Cystogenesis precedes cardiovascular disease in a rat model of autosomal recessive polycystic kidney disease

Background: The Lew/SSNArc (LPK) rat is a unique model of spontaneous polycystic kidney disease (PKD) which is associated with cardiovascular disease. The aims of this study were to determine: (i) the nephron-segment origin of the cysts and (ii) whether cyst formation is a precursor to cardiovascular disease in this model. Methods: Cyst formation, renal function, systolic blood pressure and left ventricular hypertrophy (LVH) were examined in LPK rats and compared with Lewis controls (1,3,6,12 and 24 wks).
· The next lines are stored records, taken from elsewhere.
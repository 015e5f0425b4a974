//! Partition assignments: splitting a router set into host-sized parts.
//!
//! A partition is an ordered list of disjoint node sets. The last set is the
//! overflow part: every link that crosses between two other parts must end
//! in it. On disk it is a JSON array of integer arrays (`partition.json`).

pub mod range;
pub mod separator;
pub mod validate;

use std::fs::{self, File};
use std::io::{BufWriter, Write};
use std::path::Path;

use log::info;
use serde::{Deserialize, Serialize};
use serde_json::Value;

use crate::error::{Result, TopoError};
use crate::topology::Graph;

pub use range::RangePartitioner;
pub use separator::SeparatorPartitioner;
pub use validate::{check_coverage, check_cut, CoverageReport};

/// File name of a persisted partition inside a topology directory
pub const PARTITION_FILE: &str = "partition.json";

/// Ordered node sets, the last one being the overflow part.
///
/// Values are kept as read so that validation can report ids outside
/// `[1, N]` instead of failing to load them.
#[derive(Debug, Clone, PartialEq, Eq, Default, Serialize, Deserialize)]
#[serde(transparent)]
pub struct Partition {
    parts: Vec<Vec<i64>>,
}

impl Partition {
    pub fn new(parts: Vec<Vec<i64>>) -> Self {
        Self { parts }
    }

    /// Build from node ids; `overflow` is appended as the last part.
    pub fn from_nodes(parts: Vec<Vec<u32>>, overflow: Vec<u32>) -> Self {
        let widen = |part: Vec<u32>| part.into_iter().map(i64::from).collect::<Vec<_>>();
        let mut rows: Vec<Vec<i64>> = parts.into_iter().map(widen).collect();
        rows.push(widen(overflow));
        Self { parts: rows }
    }

    pub fn parts(&self) -> &[Vec<i64>] {
        &self.parts
    }

    pub fn len(&self) -> usize {
        self.parts.len()
    }

    pub fn is_empty(&self) -> bool {
        self.parts.is_empty()
    }

    /// Index of the overflow part
    pub fn overflow_index(&self) -> Option<usize> {
        self.parts.len().checked_sub(1)
    }

    pub fn overflow(&self) -> &[i64] {
        self.parts.last().map_or(&[], Vec::as_slice)
    }

    /// Every part except the overflow part
    pub fn regular_parts(&self) -> &[Vec<i64>] {
        match self.overflow_index() {
            Some(last) => &self.parts[..last],
            None => &[],
        }
    }

    pub fn sizes(&self) -> Vec<usize> {
        self.parts.iter().map(Vec::len).collect()
    }
}

/// A strategy that splits a graph's nodes into `parts` regular parts plus
/// the overflow part.
pub trait Partitioner {
    fn partition(&self, graph: &Graph, parts: u32) -> Result<Partition>;
}

/// Read a partition file, reporting the position of the first malformed
/// element.
pub fn load_partition(path: &Path) -> Result<Partition> {
    let text = fs::read_to_string(path)?;
    let data: Value = serde_json::from_str(&text)?;
    let rows = data
        .as_array()
        .ok_or_else(|| TopoError::InvalidPartitionFile("top-level JSON must be an array".into()))?;

    let mut parts = Vec::with_capacity(rows.len());
    for (i, row) in rows.iter().enumerate() {
        let items = row
            .as_array()
            .ok_or_else(|| TopoError::InvalidPartitionFile(format!("element {i} is not an array")))?;
        let mut part = Vec::with_capacity(items.len());
        for (j, item) in items.iter().enumerate() {
            let value = item.as_i64().ok_or_else(|| {
                TopoError::InvalidPartitionFile(format!(
                    "item {j} of subarray {i} is not an integer: {item}"
                ))
            })?;
            part.push(value);
        }
        parts.push(part);
    }
    Ok(Partition::new(parts))
}

/// Write `partition.json` into `dir`, creating the directory if needed.
pub fn save_partition(dir: &Path, partition: &Partition) -> Result<()> {
    fs::create_dir_all(dir)?;
    let path = dir.join(PARTITION_FILE);
    let mut writer = BufWriter::new(File::create(&path)?);
    serde_json::to_writer_pretty(&mut writer, partition)?;
    writer.write_all(b"\n")?;
    writer.flush()?;
    info!("Partition file written to: {}", path.display());
    Ok(())
}

#[cfg(test)]
mod tests {
    use super::*;
    use tempfile::{tempdir, NamedTempFile};

    fn load_text(text: &str) -> Result<Partition> {
        let mut file = NamedTempFile::new().unwrap();
        write!(file, "{text}").unwrap();
        load_partition(file.path())
    }

    #[test]
    fn test_overflow_is_last() {
        let p = Partition::from_nodes(vec![vec![1, 2], vec![3]], vec![4, 5]);
        assert_eq!(p.len(), 3);
        assert_eq!(p.overflow(), &[4, 5]);
        assert_eq!(p.regular_parts().len(), 2);
        assert_eq!(p.sizes(), vec![2, 1, 2]);
        assert!(Partition::default().regular_parts().is_empty());
    }

    #[test]
    fn test_save_then_load() {
        let dir = tempdir().unwrap();
        let out = dir.path().join("nested");
        let p = Partition::from_nodes(vec![vec![1, 2]], vec![3]);
        save_partition(&out, &p).unwrap();
        assert_eq!(load_partition(&out.join(PARTITION_FILE)).unwrap(), p);
    }

    #[test]
    fn test_load_keeps_out_of_range_values() {
        let p = load_text("[[1, -2], [0], []]").unwrap();
        assert_eq!(p.parts(), &[vec![1, -2], vec![0], vec![]]);
    }

    #[test]
    fn test_load_reports_position() {
        let err = load_text("{\"a\": 1}").unwrap_err();
        assert!(matches!(err, TopoError::InvalidPartitionFile(_)));

        let err = load_text("[[1], 2]").unwrap_err().to_string();
        assert!(err.contains("element 1"), "{err}");

        let err = load_text("[[1], [2, \"x\"]]").unwrap_err().to_string();
        assert!(err.contains("item 1 of subarray 1"), "{err}");

        let err = load_text("[[1.5]]").unwrap_err().to_string();
        assert!(err.contains("item 0 of subarray 0"), "{err}");
    }
}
Immunohistochemistry for nephron segmentspecific markers [aquaporin (AQP)-1, AQP-2, and Tamm-Horsfall protein (THP)] was performed. Results: Kidney enlargement was reniform and cystogenesis occurred predominantly during the early postnatal period (between 1–3 wks of age). Epithelial cells of cysts were positive for AQP-2 and THP, whereas AQP-1 staining was rare. LPK rats developed hypertension at 6 wks, decreased renal function and increased cardiac mass by 12 wks, and LVH at 24 wks (all p < 0.05). Conclusions: Cysts in LPK rats arise from collecting ducts and distal convoluted tubules probably due to defects in postnatal nephron maturation, in a manner that phenotypically resembles autosomal recessive PKD in humans. This study also supports the hypothesis that cystogenesis is a precursor to hypertension and cardiovascular disease in PKD.